--- WHAT IS EXPECTED ---
Write out once more the lines running from the top of the entries below to the line with "pub struct FcnConfig", both ends included.

--- DATA EXTRACT ---
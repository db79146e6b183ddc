use crate::decoder::{FcnDecoder, FcnDecoderConfig};
use crate::vgg::{Vgg16, Vgg16Config};
use burn::module::Module;
use burn::tensor::backend::Backend;
use burn::tensor::Tensor;
use serde::{Deserialize, Serialize};

#[derive(Debug, Clone, PartialEq, Serialize, Deserialize)]
pub struct FcnConfig {
    pub backbone: Vgg16Config,
    pub decoder: FcnDecoderConfig,
}

impl Default for FcnConfig {
    fn default() -> Self {
        Self::new(Vgg16Config::default(), 2)
    }
}

impl FcnConfig {
    pub fn new(backbone: Vgg16Config, num_classes: usize) -> Self {
        let decoder = FcnDecoderConfig::from_backbone(&backbone, num_classes);
        Self { backbone, decoder }
    }

    pub fn with_l2_scale(mut self, l2_scale: f64) -> Self {
        self.decoder.l2_scale = l2_scale;
        self
    }

    /// Randomly initialised backbone and decoder.
    pub fn init<B: Backend>(&self, device: &B::Device) -> Fcn<B> {
        Fcn::new(self.backbone.init(device), self.decoder.init(device))
    }

    /// Fresh decoder on top of an already loaded backbone.
    pub fn init_with_backbone<B: Backend>(
        &self,
        backbone: Vgg16<B>,
        device: &B::Device,
    ) -> Fcn<B> {
        Fcn::new(backbone, self.decoder.init(device))
    }
}

/// Backbone and decoder trained as one module.
#[derive(Debug, Module)]
pub struct Fcn<B: Backend> {
    pub backbone: Vgg16<B>,
    pub decoder: FcnDecoder<B>,
}

impl<B: Backend> Fcn<B> {
    pub fn new(backbone: Vgg16<B>, decoder: FcnDecoder<B>) -> Self {
        Self { backbone, decoder }
    }

    /// Raw class scores `[N, num_classes, H, W]` for `images` `[N, 3, H, W]`.
    pub fn forward(&self, images: Tensor<B, 4>, keep_prob: f64) -> Tensor<B, 4> {
        let endpoints = self.backbone.endpoints(images, keep_prob);
        self.decoder.forward_endpoints(endpoints)
    }

    pub fn num_classes(&self) -> usize {
        self.decoder.num_classes()
    }

    pub fn regularization_loss(&self) -> Tensor<B, 1> {
        self.decoder.regularization_loss()
    }
}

--- RESPONSE AREA ---
repository db79146e6b183ddc
use crate::decoder::{FcnDecoder, FcnDecoderConfig};
use crate::vgg::{Vgg16, Vgg16Config};
use burn::module::Module;
use burn::tensor::backend::Backend;
use burn::tensor::Tensor;
use serde::{Deserialize, Serialize};

#[derive(Debug, Clone, PartialEq, Serialize, Deserialize)]
pub struct FcnConfig {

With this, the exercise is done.